#### LISTED ENTRIES
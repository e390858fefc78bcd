// Top-down merge sort with stable, left-biased merging

use crate::input::Family;
use crate::snapshot::{Auxiliary, Highlights, History, Mark, Outcome, Recorder, Role, Value};

struct MergeSort {
    array: Vec<Value>,
    rec: Recorder,
}

impl MergeSort {
    fn sort(&mut self, low: usize, high: usize) {
        if low >= high {
            return;
        }
        let mid = low + (high - low) / 2;

        self.rec.record_sequence(
            &self.array,
            None,
            Highlights::new()
                .with(Role::ActiveRange, Mark::Range(low, high))
                .with(Role::Mid, Mark::Index(mid)),
            format!("Splitting [{}-{}] at mid {}", low, high, mid),
        );

        self.sort(low, mid);
        self.sort(mid + 1, high);
        self.merge(low, mid, high);

        self.rec.record_sequence(
            &self.array,
            None,
            Highlights::new()
                .with(Role::ActiveRange, Mark::Range(low, high))
                .with(Role::Merged, Mark::Range(low, high)),
            format!("Merged segment [{}-{}]", low, high),
        );
    }

    fn merge(&mut self, low: usize, mid: usize, high: usize) {
        let left: Vec<Value> = self.array[low..=mid].to_vec();
        let right: Vec<Value> = self.array[mid + 1..=high].to_vec();
        let range = Mark::Range(low, high);

        let buffers = |i: usize, j: usize| Auxiliary::MergeBuffers {
            left: left.clone(),
            right: right.clone(),
            left_cursor: i,
            right_cursor: j,
        };

        self.rec.record_sequence(
            &self.array,
            Some(buffers(0, 0)),
            Highlights::new()
                .with(Role::ActiveRange, range)
                .with(Role::Mid, Mark::Index(mid)),
            format!(
                "Copied [{}-{}] and [{}-{}] into the left and right buffers",
                low,
                mid,
                mid + 1,
                high
            ),
        );

        let (mut i, mut j, mut k) = (0, 0, low);
        while i < left.len() && j < right.len() {
            self.rec.record_sequence(
                &self.array,
                Some(buffers(i, j)),
                Highlights::new()
                    .with(Role::ActiveRange, range)
                    .with(Role::Writing, Mark::Index(k)),
                format!("Comparing L[{}] ({}) and R[{}] ({})", i, left[i], j, right[j]),
            );

            // Ties take from the left buffer to keep the sort stable
            if left[i] <= right[j] {
                self.array[k] = left[i];
                i += 1;
            } else {
                self.array[k] = right[j];
                j += 1;
            }
            self.rec.record_sequence(
                &self.array,
                Some(buffers(i, j)),
                Highlights::new()
                    .with(Role::ActiveRange, range)
                    .with(Role::Written, Mark::Index(k)),
                format!("Wrote {} to index {}", self.array[k], k),
            );
            k += 1;
        }

        while i < left.len() {
            self.array[k] = left[i];
            i += 1;
            self.rec.record_sequence(
                &self.array,
                Some(buffers(i, j)),
                Highlights::new()
                    .with(Role::ActiveRange, range)
                    .with(Role::Written, Mark::Index(k)),
                format!("Copied remaining {} from the left buffer to index {}", self.array[k], k),
            );
            k += 1;
        }

        while j < right.len() {
            self.array[k] = right[j];
            j += 1;
            self.rec.record_sequence(
                &self.array,
                Some(buffers(i, j)),
                Highlights::new()
                    .with(Role::ActiveRange, range)
                    .with(Role::Written, Mark::Index(k)),
                format!("Copied remaining {} from the right buffer to index {}", self.array[k], k),
            );
            k += 1;
        }
    }
}

pub fn run(input: &[Value]) -> History {
    let mut sorter = MergeSort {
        array: input.to_vec(),
        rec: Recorder::new(Family::Merge),
    };

    sorter
        .rec
        .record_sequence(&sorter.array, None, Highlights::new(), "Initial array");

    if !sorter.array.is_empty() {
        let high = sorter.array.len() - 1;
        sorter.sort(0, high);
    }

    let MergeSort { array, rec } = sorter;
    rec.finish_sequence(&array, None, Highlights::new(), "Array sorted", Outcome::Sorted)
}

#### REQUIREMENT
Print out the entire listing. Keep every line exact.

#### ANSWER BOX
repository e390858fefc78bcd
// Top-down merge sort with stable, left-biased merging

use crate::input::Family;
use crate::snapshot::{Auxiliary, Highlights, History, Mark, Outcome, Recorder, Role, Value};

struct MergeSort {
    array: Vec<Value>,
    rec: Recorder,
}

impl MergeSort {
    fn sort(&mut self, low: usize, high: usize) {
        if low >= high {
            return;
        }
        let mid = low + (high - low) / 2;

        self.rec.record_sequence(
            &self.array,
            None,
            Highlights::new()
                .with(Role::ActiveRange, Mark::Range(low, high))
                .with(Role::Mid, Mark::Index(mid)),
            format!("Splitting [{}-{}] at mid {}", low, high, mid),
        );

        self.sort(low, mid);
        self.sort(mid + 1, high);
        self.merge(low, mid, high);

        self.rec.record_sequence(
            &self.array,
            None,
            Highlights::new()
                .with(Role::ActiveRange, Mark::Range(low, high))
                .with(Role::Merged, Mark::Range(low, high)),
            format!("Merged segment [{}-{}]", low, high),
        );
    }

    fn merge(&mut self, low: usize, mid: usize, high: usize) {
        let left: Vec<Value> = self.array[low..=mid].to_vec();
        let right: Vec<Value> = self.array[mid + 1..=high].to_vec();
        let range = Mark::Range(low, high);

        let buffers = |i: usize, j: usize| Auxiliary::MergeBuffers {
            left: left.clone(),
            right: right.clone(),
            left_cursor: i,
            right_cursor: j,
        };

        self.rec.record_sequence(
            &self.array,
            Some(buffers(0, 0)),
            Highlights::new()
                .with(Role::ActiveRange, range)
                .with(Role::Mid, Mark::Index(mid)),
            format!(
                "Copied [{}-{}] and [{}-{}] into the left and right buffers",
                low,
                mid,
                mid + 1,
                high
            ),
        );

        let (mut i, mut j, mut k) = (0, 0, low);
        while i < left.len() && j < right.len() {
            self.rec.record_sequence(
                &self.array,
                Some(buffers(i, j)),
                Highlights::new()
                    .with(Role::ActiveRange, range)
                    .with(Role::Writing, Mark::Index(k)),
                format!("Comparing L[{}] ({}) and R[{}] ({})", i, left[i], j, right[j]),
            );

            // Ties take from the left buffer to keep the sort stable
            if left[i] <= right[j] {
                self.array[k] = left[i];
                i += 1;
            } else {
                self.array[k] = right[j];
                j += 1;
            }
            self.rec.record_sequence(
                &self.array,
                Some(buffers(i, j)),
                Highlights::new()
                    .with(Role::ActiveRange, range)
                    .with(Role::Written, Mark::Index(k)),
                format!("Wrote {} to index {}", self.array[k], k),
            );
            k += 1;
        }

        while i < left.len() {
            self.array[k] = left[i];
            i += 1;
            self.rec.record_sequence(
                &self.array,
                Some(buffers(i, j)),
                Highlights::new()
                    .with(Role::ActiveRange, range)
                    .with(Role::Written, Mark::Index(k)),
                format!("Copied remaining {} from the left buffer to index {}", self.array[k], k),
            );
            k += 1;
        }

        while j < right.len() {
            self.array[k] = right[j];
            j += 1;
            self.rec.record_sequence(
                &self.array,
                Some(buffers(i, j)),
                Highlights::new()
                    .with(Role::ActiveRange, range)
                    .with(Role::Written, Mark::Index(k)),
                format!("Copied remaining {} from the right buffer to index {}", self.array[k], k),
            );
            k += 1;
        }
    }
}

pub fn run(input: &[Value]) -> History {
    let mut sorter = MergeSort {
        array: input.to_vec(),
        rec: Recorder::new(Family::Merge),
    };

    sorter
        .rec
        .record_sequence(&sorter.array, None, Highlights::new(), "Initial array");

    if !sorter.array.is_empty() {
        let high = sorter.array.len() - 1;
        sorter.sort(0, high);
    }

    let MergeSort { array, rec } = sorter;
    rec.finish_sequence(&array, None, Highlights::new(), "Array sorted", Outcome::Sorted)
}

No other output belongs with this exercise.